Il lui serra les deux mains, avec tendresse et respect.

— Inquiet seulement que la police ne vînt et ne vous brutalisât… Vous êtes la gardienne, ce serait vous qui achèveriez mon œuvre, si je disparaissais.

Pendant ce temps, en bas, Pierre, toujours assis près du vitrage, sentait sa gêne croître.
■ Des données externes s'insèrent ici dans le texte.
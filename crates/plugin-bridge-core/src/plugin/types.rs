//! Claude Code plugin state types
//!
//! Views over the JSON files Claude Code keeps under `~/.claude/plugins`.
//! Every type here is produced by [`crate::plugin::decode`]; nothing in this
//! crate writes them back.

use std::collections::{BTreeMap, HashMap};
use std::fmt;
use std::str::FromStr;

use serde::Serialize;
use serde_json::Value;

/// Composite plugin identifier (`name@marketplace`)
#[derive(Debug, Clone, PartialEq, Eq, PartialOrd, Ord, Hash, Serialize)]
pub struct PluginKey {
    pub name: String,
    pub marketplace: String,
}

impl PluginKey {
    pub fn new(name: impl Into<String>, marketplace: impl Into<String>) -> Self {
        Self {
            name: name.into(),
            marketplace: marketplace.into(),
        }
    }

    /// Split `name@marketplace` at the last `@`
    pub fn parse(s: &str) -> Option<Self> {
        let (name, marketplace) = s.rsplit_once('@')?;
        if name.is_empty() || marketplace.is_empty() {
            return None;
        }
        Some(Self::new(name, marketplace))
    }
}

impl fmt::Display for PluginKey {
    fn fmt(&self, f: &mut fmt::Formatter<'_>) -> fmt::Result {
        write!(f, "{}@{}", self.name, self.marketplace)
    }
}

/// Installation scope accepted by the external CLI's `--scope` flag
#[derive(Debug, Clone, Copy, Default, PartialEq, Eq, Serialize)]
#[serde(rename_all = "lowercase")]
pub enum InstallScope {
    /// User scope (~/.claude/settings.json)
    #[default]
    User,
    /// Project scope (.claude/settings.json)
    Project,
    /// Local scope (.claude/settings.local.json)
    Local,
}

impl InstallScope {
    pub fn as_str(&self) -> &'static str {
        match self {
            Self::User => "user",
            Self::Project => "project",
            Self::Local => "local",
        }
    }
}

impl fmt::Display for InstallScope {
    fn fmt(&self, f: &mut fmt::Formatter<'_>) -> fmt::Result {
        f.write_str(self.as_str())
    }
}

impl FromStr for InstallScope {
    type Err = String;

    fn from_str(s: &str) -> Result<Self, Self::Err> {
        match s.trim().to_lowercase().as_str() {
            "user" => Ok(Self::User),
            "project" => Ok(Self::Project),
            "local" => Ok(Self::Local),
            other => Err(format!(
                "invalid scope '{}': expected user, project or local",
                other
            )),
        }
    }
}

/// Where a marketplace comes from
#[derive(Debug, Clone, Default, PartialEq, Eq, Serialize)]
pub struct MarketplaceSource {
    /// Source type: "github", "git", "url", "directory", ...
    pub kind: String,
    pub repo: Option<String>,
    pub url: Option<String>,
    pub path: Option<String>,
}

impl MarketplaceSource {
    /// One-line description, e.g. `github:anthropics/claude-plugins-official`
    pub fn describe(&self) -> String {
        let location = self
            .repo
            .as_deref()
            .or(self.url.as_deref())
            .or(self.path.as_deref());
        match (self.kind.is_empty(), location) {
            (false, Some(loc)) => format!("{}:{}", self.kind, loc),
            (true, Some(loc)) => loc.to_string(),
            (false, None) => self.kind.clone(),
            (true, None) => "unknown".to_string(),
        }
    }
}

/// Entry of known_marketplaces.json
#[derive(Debug, Clone, Default, PartialEq, Eq, Serialize)]
pub struct MarketplaceRecord {
    pub name: String,
    pub source: MarketplaceSource,
    pub install_location: Option<String>,
    pub last_updated: Option<String>,
    pub auto_update: bool,
}

/// Plugin or marketplace author
#[derive(Debug, Clone, Default, PartialEq, Eq, Serialize)]
pub struct PluginAuthor {
    pub name: String,
    pub email: Option<String>,
}

/// One plugin as published in a marketplace catalog
#[derive(Debug, Clone, Default, PartialEq, Eq, Serialize)]
pub struct PluginDescriptor {
    pub name: String,
    pub description: Option<String>,
    pub version: Option<String>,
    pub category: Option<String>,
    pub homepage: Option<String>,
    /// Tags and keywords, deduplicated
    pub tags: Vec<String>,
    pub author: Option<PluginAuthor>,
    pub strict: bool,
    pub provides_skills: bool,
    pub provides_lsp: bool,
}

/// Parsed `.claude-plugin/marketplace.json`
#[derive(Debug, Clone, Default, PartialEq, Eq, Serialize)]
pub struct MarketplaceCatalog {
    /// Directory/registry name the catalog was found under
    pub marketplace: String,
    pub description: Option<String>,
    pub version: Option<String>,
    pub owner: Option<PluginAuthor>,
    pub plugins: Vec<PluginDescriptor>,
}

/// One row of installed_plugins.json
#[derive(Debug, Clone, Default, PartialEq, Eq, Serialize)]
pub struct InstallRow {
    /// Raw scope string (user / project / local / managed)
    pub scope: String,
    pub project_path: Option<String>,
    pub install_path: Option<String>,
    pub version: Option<String>,
    pub installed_at: Option<String>,
    pub last_updated: Option<String>,
    pub git_commit_sha: Option<String>,
}

/// installed_plugins.json
///
/// Rows keep file order. The first row of a key is the canonical row; the
/// external tool does not promise that order is stable across rewrites.
#[derive(Debug, Clone, Default, PartialEq, Eq, Serialize)]
pub struct InstalledPlugins {
    pub version: u64,
    pub plugins: BTreeMap<String, Vec<InstallRow>>,
}

impl InstalledPlugins {
    pub fn rows(&self, key: &str) -> &[InstallRow] {
        self.plugins.get(key).map(Vec::as_slice).unwrap_or(&[])
    }

    pub fn row_count(&self, key: &str) -> usize {
        self.rows(key).len()
    }

    pub fn canonical(&self, key: &str) -> Option<&InstallRow> {
        self.rows(key).first()
    }

    pub fn is_installed(&self, key: &str) -> bool {
        !self.rows(key).is_empty()
    }

    /// Keys with at least one row
    pub fn installed_keys(&self) -> Vec<String> {
        self.plugins
            .iter()
            .filter(|(_, rows)| !rows.is_empty())
            .map(|(key, _)| key.clone())
            .collect()
    }

    pub fn total_rows(&self) -> usize {
        self.plugins.values().map(Vec::len).sum()
    }
}

/// Merged `enabledPlugins` across settings layers
///
/// A missing key is "unknown", which is not the same as disabled.
#[derive(Debug, Clone, Default, PartialEq, Eq, Serialize)]
pub struct EnabledStates {
    pub plugins: BTreeMap<String, bool>,
}

impl EnabledStates {
    pub fn get(&self, key: &str) -> Option<bool> {
        self.plugins.get(key).copied()
    }

    /// Overlay another layer; its values win on collision
    pub fn overlay(&mut self, other: EnabledStates) {
        self.plugins.extend(other.plugins);
    }

    pub fn count(&self, enabled: bool) -> usize {
        self.plugins.values().filter(|v| **v == enabled).count()
    }
}

/// Popularity data from install-counts-cache.json
#[derive(Debug, Clone, Default, PartialEq, Eq)]
pub struct InstallCounts {
    pub counts: HashMap<String, u64>,
}

impl InstallCounts {
    pub fn get(&self, key: &str) -> u64 {
        self.counts.get(key).copied().unwrap_or(0)
    }
}

/// Plugin data root config.json
#[derive(Debug, Clone, Default, PartialEq, Serialize)]
pub struct AgentConfig {
    pub enabled_agents: Vec<String>,
    pub sync_mode: Option<String>,
    /// Remaining top-level keys, untouched
    pub other: BTreeMap<String, Value>,
}

/// Catalog entry joined with installed state, popularity and enabled flag
#[derive(Debug, Clone, PartialEq, Eq, Serialize)]
pub struct AvailablePlugin {
    pub key: String,
    pub marketplace: String,
    #[serde(flatten)]
    pub descriptor: PluginDescriptor,
    pub installed: bool,
    pub installs: u64,
    pub install_rows: usize,
    pub installed_version: Option<String>,
    pub installed_at: Option<String>,
    pub last_updated: Option<String>,
    pub enabled: Option<bool>,
}

impl AvailablePlugin {
    pub fn name(&self) -> &str {
        &self.descriptor.name
    }
}
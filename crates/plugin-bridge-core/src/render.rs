//! Plain-text rendering of query and mutation results
//!
//! Both front-ends show these strings as-is: the MCP server returns them as
//! tool output, the CLI prints them (optionally colored).

use serde::Serialize;

use crate::ops::{MutationReport, UpdateAllReport, UpdateStatus};
use crate::plugin::types::AvailablePlugin;
use crate::query::{InstalledEntry, MarketplaceEntry, PluginInfo, PluginStatus};
use crate::verify::{Basis, Verification};

/// Pretty JSON for any serializable result
pub fn to_json<T: Serialize>(value: &T) -> String {
    serde_json::to_string_pretty(value)
        .unwrap_or_else(|e| format!("{{\"error\": \"serialization failed: {}\"}}", e))
}

/// Join lines, newline-terminated
fn finish(lines: Vec<String>) -> String {
    let mut out = lines.join("\n");
    out.push('\n');
    out
}

fn enabled_label(enabled: Option<bool>) -> &'static str {
    match enabled {
        Some(true) => "enabled",
        Some(false) => "disabled",
        None => "default",
    }
}

fn or_dash(value: Option<&str>) -> &str {
    value.unwrap_or("-")
}

/// One-word verdict used as the headline tag
pub fn verdict_tag(verification: &Verification) -> &'static str {
    match verification.basis {
        Basis::StateChanged | Basis::OutputConfirmed => "VERIFIED",
        Basis::NoOp => "NO-OP",
        Basis::CliFailed => "FAILED",
        Basis::Unconfirmed => "UNVERIFIED",
    }
}

// ========== Mutations ==========

pub fn mutation_report(report: &MutationReport) -> String {
    let v = &report.verification;
    let mut lines = vec![
        format!("[{}] {} {}", verdict_tag(v), report.operation, report.target),
        format!("Command: {}", report.command),
        format!(
            "Exit code: {}{}",
            report.exit_code,
            if report.timed_out { " (timed out)" } else { "" }
        ),
    ];
    output_block(&mut lines, "Stdout", &report.stdout);
    output_block(&mut lines, "Stderr", &report.stderr);

    lines.push("Verification:".to_string());
    lines.push(format!("  verified: {}", v.verified));
    lines.push(format!("  before: {}", v.before));
    lines.push(format!("  after: {}", v.after));
    lines.push(format!("  reason: {}", v.reason));
    if let Some(warning) = &v.warning {
        lines.push(format!("  warning: {}", warning));
    }
    finish(lines)
}

fn output_block(lines: &mut Vec<String>, label: &str, text: &str) {
    if text.is_empty() {
        lines.push(format!("{}: (empty)", label));
        return;
    }
    lines.push(format!("{}:", label));
    lines.extend(text.lines().map(|line| format!("  {}", line)));
}

pub fn update_all_report(report: &UpdateAllReport) -> String {
    let mut lines = vec![
        format!(
            "Update all: {} updated, {} already latest, {} failed, {} unverified",
            report.plugins_updated,
            report.plugins_already_latest,
            report.plugins_failed,
            report.plugins_unverified
        ),
        format!("overall_verified: {}", report.overall_verified),
        String::new(),
    ];

    match &report.marketplace_update {
        Some(market) => {
            lines.push("== Marketplaces ==".to_string());
            lines.push(mutation_report(market).trim_end().to_string());
        }
        None => lines.push("Marketplaces: none registered, refresh skipped".to_string()),
    }

    if report.plugins.is_empty() {
        lines.push(String::new());
        lines.push("No installed plugins.".to_string());
    }
    for plugin in &report.plugins {
        let status = match plugin.status {
            UpdateStatus::Updated => "updated",
            UpdateStatus::AlreadyLatest => "already latest",
            UpdateStatus::Failed => "failed",
            UpdateStatus::Unverified => "unverified",
        };
        lines.push(String::new());
        lines.push(format!("== {} ({}) ==", plugin.key, status));
        lines.push(mutation_report(&plugin.report).trim_end().to_string());
    }
    finish(lines)
}

// ========== Queries ==========

pub fn search_results(plugins: &[AvailablePlugin]) -> String {
    if plugins.is_empty() {
        return "No plugins found.\n".to_string();
    }

    let mut lines = vec![format!("Found {} plugin(s):", plugins.len())];
    for p in plugins {
        let mut flags = Vec::new();
        if p.installed {
            flags.push(format!(
                "installed {}",
                or_dash(p.installed_version.as_deref())
            ));
            flags.push(enabled_label(p.enabled).to_string());
        }
        if p.installs > 0 {
            flags.push(format!("{} installs", p.installs));
        }

        lines.push(String::new());
        if flags.is_empty() {
            lines.push(p.key.clone());
        } else {
            lines.push(format!("{} [{}]", p.key, flags.join(", ")));
        }
        if let Some(description) = &p.descriptor.description {
            lines.push(format!("  {}", description));
        }
        if let Some(category) = &p.descriptor.category {
            lines.push(format!("  category: {}", category));
        }
    }
    finish(lines)
}

pub fn plugin_info(info: &PluginInfo) -> String {
    let p = &info.plugin;
    let d = &p.descriptor;
    let mut lines = vec![p.key.clone()];

    if !info.in_catalog {
        lines.push("  (not listed in any readable catalog)".to_string());
    }
    lines.push(format!("  Description: {}", or_dash(d.description.as_deref())));
    lines.push(format!("  Version: {}", or_dash(d.version.as_deref())));
    lines.push(format!("  Category: {}", or_dash(d.category.as_deref())));
    lines.push(format!("  Homepage: {}", or_dash(d.homepage.as_deref())));
    if let Some(author) = &d.author {
        lines.push(match &author.email {
            Some(email) => format!("  Author: {} <{}>", author.name, email),
            None => format!("  Author: {}", author.name),
        });
    }
    if !d.tags.is_empty() {
        lines.push(format!("  Tags: {}", d.tags.join(", ")));
    }
    lines.push(format!(
        "  Strict: {}  Skills: {}  LSP: {}",
        d.strict, d.provides_skills, d.provides_lsp
    ));
    lines.push(format!("  Installs: {}", p.installs));
    lines.push(format!("  Enabled: {}", enabled_label(p.enabled)));

    if let Some(market) = &info.marketplace {
        lines.push(format!(
            "  Marketplace: {} ({})",
            market.name,
            market.source.describe()
        ));
    }

    if info.rows.is_empty() {
        lines.push("  Installed: no".to_string());
    } else {
        lines.push(format!("  Installed: {} row(s)", info.rows.len()));
        for (i, row) in info.rows.iter().enumerate() {
            lines.push(format!(
                "    - scope={}{} version={} installed={} updated={}{}",
                row.scope,
                row.project_path
                    .as_deref()
                    .map(|p| format!(" project={}", p))
                    .unwrap_or_default(),
                or_dash(row.version.as_deref()),
                or_dash(row.installed_at.as_deref()),
                or_dash(row.last_updated.as_deref()),
                if i == 0 && info.rows.len() > 1 {
                    " (canonical)"
                } else {
                    ""
                }
            ));
        }
    }
    finish(lines)
}

pub fn installed_list(entries: &[InstalledEntry]) -> String {
    if entries.is_empty() {
        return "No installed plugins match.\n".to_string();
    }

    let mut lines = vec![format!("{} installed plugin(s):", entries.len())];
    for e in entries {
        lines.push(String::new());
        lines.push(format!(
            "{} [{}] version {} ({})",
            e.key,
            enabled_label(e.enabled),
            or_dash(e.canonical.version.as_deref()),
            e.canonical.scope
        ));
        if e.rows > 1 {
            lines.push(format!("  {} install rows; showing the first", e.rows));
        }
        if let Some(updated) = &e.canonical.last_updated {
            lines.push(format!("  updated: {}", updated));
        }
        if let Some(description) = &e.description {
            lines.push(format!("  {}", description));
        }
    }
    finish(lines)
}

pub fn status(status: &PluginStatus) -> String {
    let mut lines = vec![
        format!("Plugin data root: {}", status.plugins_dir.display()),
        format!(
            "Marketplaces: {} registered, {} directories, {} readable catalogs",
            status.marketplaces_registered, status.marketplace_dirs, status.catalogs_readable
        ),
        format!("Catalog plugins: {}", status.catalog_plugins),
        format!(
            "Installed: {} plugin(s), {} row(s)",
            status.installed_keys, status.install_rows
        ),
        format!(
            "Enabled flags: {} enabled, {} disabled",
            status.enabled, status.disabled
        ),
    ];

    let agent = &status.agent_config;
    if !agent.enabled_agents.is_empty() {
        lines.push(format!("Enabled agents: {}", agent.enabled_agents.join(", ")));
    }
    if let Some(mode) = &agent.sync_mode {
        lines.push(format!("Sync mode: {}", mode));
    }
    lines.extend(
        agent
            .other
            .iter()
            .map(|(key, value)| format!("config.{}: {}", key, value)),
    );
    finish(lines)
}

pub fn marketplaces(entries: &[MarketplaceEntry]) -> String {
    if entries.is_empty() {
        return "No marketplaces.\n".to_string();
    }

    let mut lines = vec![format!("{} marketplace(s):", entries.len())];
    for m in entries {
        lines.push(String::new());
        lines.push(format!(
            "{}{}",
            m.name,
            if m.registered { "" } else { " (directory only)" }
        ));
        if let Some(source) = &m.source {
            lines.push(format!("  source: {}", source));
        }
        if m.registered {
            lines.push(format!(
                "  last updated: {}  auto-update: {}",
                or_dash(m.last_updated.as_deref()),
                m.auto_update
            ));
        }
        lines.push(match m.catalog_plugins {
            Some(count) => format!("  catalog: {} plugin(s)", count),
            None => "  catalog: not readable".to_string(),
        });
        if let Some(description) = &m.description {
            lines.push(format!("  {}", description));
        }
    }
    finish(lines)
}

#[cfg(test)]
mod tests {
    use super::*;

    fn report(basis: Basis, warning: Option<&str>) -> MutationReport {
        MutationReport {
            operation: "install".to_string(),
            target: "y@A".to_string(),
            command: "claude plugin install y@A".to_string(),
            exit_code: 0,
            ok: true,
            timed_out: false,
            stdout: "Installed y@A\nDone".to_string(),
            stderr: String::new(),
            verification: Verification {
                verified: basis.is_verified(),
                basis,
                before: "not installed (0 rows)".to_string(),
                after: "not installed (0 rows)".to_string(),
                reason: "install row count unchanged (0 → 0)".to_string(),
                warning: warning.map(str::to_string),
            },
        }
    }

    #[test]
    fn test_mutation_report_lists_every_field() {
        let text = mutation_report(&report(Basis::Unconfirmed, Some("drift")));
        assert!(text.starts_with("[UNVERIFIED] install y@A"));
        assert!(text.contains("Command: claude plugin install y@A"));
        assert!(text.contains("Exit code: 0\n"));
        assert!(text.contains("Stdout:\n  Installed y@A\n  Done"));
        assert!(text.contains("Stderr: (empty)"));
        assert!(text.contains("verified: false"));
        assert!(text.contains("warning: drift"));
    }

    #[test]
    fn test_mutation_report_without_warning() {
        let text = mutation_report(&report(Basis::StateChanged, None));
        assert!(text.starts_with("[VERIFIED]"));
        assert!(!text.contains("warning:"));
    }

    #[test]
    fn test_json_includes_verification() {
        let json = to_json(&report(Basis::NoOp, None));
        assert!(json.contains("\"basis\": \"no_op\""));
        assert!(!json.contains("\"warning\""));
    }

    #[test]
    fn test_update_all_report_layout() {
        let all = UpdateAllReport {
            marketplace_update: None,
            plugins: vec![crate::ops::PluginUpdate {
                key: "y@A".to_string(),
                status: UpdateStatus::Updated,
                report: report(Basis::StateChanged, None),
            }],
            plugins_updated: 1,
            plugins_already_latest: 0,
            plugins_failed: 0,
            plugins_unverified: 0,
            overall_verified: true,
        };
        let text = update_all_report(&all);
        assert!(text.starts_with(
            "Update all: 1 updated, 0 already latest, 0 failed, 0 unverified\n\
             overall_verified: true\n\n\
             Marketplaces: none registered, refresh skipped\n\n\
             == y@A (updated) ==\n[VERIFIED] install y@A\n"
        ));
        assert!(text.ends_with("reason: install row count unchanged (0 → 0)\n"));
        assert!(!text.ends_with("\n\n"));
    }

    #[test]
    fn test_empty_lists() {
        assert_eq!(search_results(&[]), "No plugins found.\n");
        assert_eq!(marketplaces(&[]), "No marketplaces.\n");
    }
}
Certes, il n’y avait, dans la maison, qu’une sympathie affectueuse à son égard. Pourquoi donc lui semblait-il que les choses et les êtres eux-mêmes lui restaient hostiles, malgré leur bon vouloir de fraternité ? Et il se demandait ce qu’il allait devenir là, parmi ces travailleurs, tous soutenus par une foi, lui qui ne croyait plus à rien, qui ne faisait rien. La vue des trois frères, si ardents, si gais à la besogne, finissait par l’emplir d’une sorte d’irritation mauvaise. Mais l’arrivée de Marie l’acheva.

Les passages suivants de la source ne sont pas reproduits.